* [GOAL OF THE EXERCISE] Which lines of the entries below run from the one holding "pub struct SongTitle(String);" to the one holding "impl fmt::Display for SongTitle", inclusive? Set down exactly those lines and no others.

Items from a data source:
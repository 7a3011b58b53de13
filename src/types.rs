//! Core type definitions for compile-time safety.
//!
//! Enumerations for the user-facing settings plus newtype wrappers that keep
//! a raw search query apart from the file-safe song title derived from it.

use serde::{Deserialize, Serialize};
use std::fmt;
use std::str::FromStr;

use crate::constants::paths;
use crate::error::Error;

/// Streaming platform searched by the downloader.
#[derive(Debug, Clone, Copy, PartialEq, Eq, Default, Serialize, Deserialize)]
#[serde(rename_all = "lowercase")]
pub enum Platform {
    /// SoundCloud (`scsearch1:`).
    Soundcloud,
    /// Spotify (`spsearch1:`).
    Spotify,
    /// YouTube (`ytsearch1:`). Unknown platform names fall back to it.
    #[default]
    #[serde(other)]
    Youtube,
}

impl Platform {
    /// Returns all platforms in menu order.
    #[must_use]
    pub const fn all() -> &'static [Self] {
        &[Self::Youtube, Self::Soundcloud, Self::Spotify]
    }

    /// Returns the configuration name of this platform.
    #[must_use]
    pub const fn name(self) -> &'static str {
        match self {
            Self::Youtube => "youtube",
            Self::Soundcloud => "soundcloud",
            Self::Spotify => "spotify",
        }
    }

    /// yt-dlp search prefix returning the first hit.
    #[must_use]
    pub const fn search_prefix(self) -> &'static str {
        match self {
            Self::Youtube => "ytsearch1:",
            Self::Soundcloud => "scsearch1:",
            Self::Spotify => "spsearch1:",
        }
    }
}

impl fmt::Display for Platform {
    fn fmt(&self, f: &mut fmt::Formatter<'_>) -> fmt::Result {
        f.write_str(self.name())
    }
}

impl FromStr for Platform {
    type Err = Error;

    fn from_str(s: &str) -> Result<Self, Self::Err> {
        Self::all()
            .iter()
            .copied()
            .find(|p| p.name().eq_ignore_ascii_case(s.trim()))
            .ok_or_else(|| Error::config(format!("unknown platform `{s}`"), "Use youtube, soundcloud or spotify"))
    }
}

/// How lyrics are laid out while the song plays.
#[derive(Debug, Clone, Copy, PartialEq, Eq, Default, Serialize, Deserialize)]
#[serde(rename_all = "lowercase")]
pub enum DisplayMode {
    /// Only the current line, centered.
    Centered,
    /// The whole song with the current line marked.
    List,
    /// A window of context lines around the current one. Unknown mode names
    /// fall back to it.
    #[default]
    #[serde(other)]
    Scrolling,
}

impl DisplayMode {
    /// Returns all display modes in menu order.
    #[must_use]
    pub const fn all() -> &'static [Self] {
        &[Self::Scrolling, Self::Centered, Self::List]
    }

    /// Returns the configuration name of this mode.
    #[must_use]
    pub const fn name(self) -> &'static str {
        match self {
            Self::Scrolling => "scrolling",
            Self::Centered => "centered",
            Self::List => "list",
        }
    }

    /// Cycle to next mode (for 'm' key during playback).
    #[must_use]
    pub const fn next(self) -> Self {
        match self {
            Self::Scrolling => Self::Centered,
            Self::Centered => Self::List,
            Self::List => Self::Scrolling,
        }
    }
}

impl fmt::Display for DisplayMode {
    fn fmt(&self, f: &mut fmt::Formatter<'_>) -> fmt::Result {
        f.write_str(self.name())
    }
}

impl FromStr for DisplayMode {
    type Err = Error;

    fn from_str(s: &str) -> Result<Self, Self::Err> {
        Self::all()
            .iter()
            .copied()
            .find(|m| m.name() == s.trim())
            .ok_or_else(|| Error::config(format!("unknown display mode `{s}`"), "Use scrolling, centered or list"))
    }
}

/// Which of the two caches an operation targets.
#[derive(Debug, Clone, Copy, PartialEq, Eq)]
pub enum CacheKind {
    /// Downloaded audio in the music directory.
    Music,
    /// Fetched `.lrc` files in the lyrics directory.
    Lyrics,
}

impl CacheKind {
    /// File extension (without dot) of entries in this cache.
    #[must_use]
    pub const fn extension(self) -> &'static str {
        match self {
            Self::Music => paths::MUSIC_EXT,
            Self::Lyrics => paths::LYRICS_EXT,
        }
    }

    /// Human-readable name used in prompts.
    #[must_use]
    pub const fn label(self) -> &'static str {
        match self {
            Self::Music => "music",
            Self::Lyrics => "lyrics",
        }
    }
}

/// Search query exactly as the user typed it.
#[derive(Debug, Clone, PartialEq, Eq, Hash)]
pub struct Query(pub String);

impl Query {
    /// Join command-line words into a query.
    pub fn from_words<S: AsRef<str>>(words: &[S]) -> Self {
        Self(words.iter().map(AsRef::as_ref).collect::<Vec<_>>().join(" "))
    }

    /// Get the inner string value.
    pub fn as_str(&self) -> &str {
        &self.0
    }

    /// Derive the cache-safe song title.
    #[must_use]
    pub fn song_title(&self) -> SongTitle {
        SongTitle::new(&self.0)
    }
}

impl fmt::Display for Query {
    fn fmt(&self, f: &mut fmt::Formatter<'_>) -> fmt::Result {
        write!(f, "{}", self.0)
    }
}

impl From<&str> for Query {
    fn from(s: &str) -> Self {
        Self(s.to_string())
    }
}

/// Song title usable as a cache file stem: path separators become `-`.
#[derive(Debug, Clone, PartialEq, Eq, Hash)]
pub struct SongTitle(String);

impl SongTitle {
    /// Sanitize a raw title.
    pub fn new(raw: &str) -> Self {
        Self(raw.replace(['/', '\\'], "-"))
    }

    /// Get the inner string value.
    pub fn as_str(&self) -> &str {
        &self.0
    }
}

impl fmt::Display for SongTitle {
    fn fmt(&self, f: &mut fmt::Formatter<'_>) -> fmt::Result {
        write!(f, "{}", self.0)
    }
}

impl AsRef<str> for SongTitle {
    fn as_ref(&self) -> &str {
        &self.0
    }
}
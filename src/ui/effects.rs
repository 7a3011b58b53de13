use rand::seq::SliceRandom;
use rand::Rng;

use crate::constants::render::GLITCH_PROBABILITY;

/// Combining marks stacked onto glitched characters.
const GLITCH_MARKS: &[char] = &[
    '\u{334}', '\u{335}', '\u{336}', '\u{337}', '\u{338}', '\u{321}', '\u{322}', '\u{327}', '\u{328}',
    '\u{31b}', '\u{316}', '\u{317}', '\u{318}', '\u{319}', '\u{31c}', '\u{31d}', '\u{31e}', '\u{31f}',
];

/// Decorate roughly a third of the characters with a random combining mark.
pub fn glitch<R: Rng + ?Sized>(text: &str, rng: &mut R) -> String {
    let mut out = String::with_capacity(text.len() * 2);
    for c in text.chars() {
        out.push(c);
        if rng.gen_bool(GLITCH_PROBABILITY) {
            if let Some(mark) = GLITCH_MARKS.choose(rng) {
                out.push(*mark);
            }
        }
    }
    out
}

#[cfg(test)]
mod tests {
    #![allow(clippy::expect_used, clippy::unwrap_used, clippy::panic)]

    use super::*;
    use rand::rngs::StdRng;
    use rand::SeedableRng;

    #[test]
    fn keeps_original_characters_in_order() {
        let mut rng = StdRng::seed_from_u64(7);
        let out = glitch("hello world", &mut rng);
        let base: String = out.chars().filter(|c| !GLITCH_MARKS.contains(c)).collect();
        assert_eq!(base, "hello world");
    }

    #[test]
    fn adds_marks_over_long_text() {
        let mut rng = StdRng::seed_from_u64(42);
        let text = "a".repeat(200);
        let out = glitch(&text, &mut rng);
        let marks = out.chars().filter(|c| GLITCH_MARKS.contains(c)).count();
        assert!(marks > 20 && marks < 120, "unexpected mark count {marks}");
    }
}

* [COMPLETED EXERCISE]
pub struct SongTitle(String);

impl SongTitle {
    /// Sanitize a raw title.
    pub fn new(raw: &str) -> Self {
        Self(raw.replace(['/', '\\'], "-"))
    }

    /// Get the inner string value.
    pub fn as_str(&self) -> &str {
        &self.0
    }
}

impl fmt::Display for SongTitle {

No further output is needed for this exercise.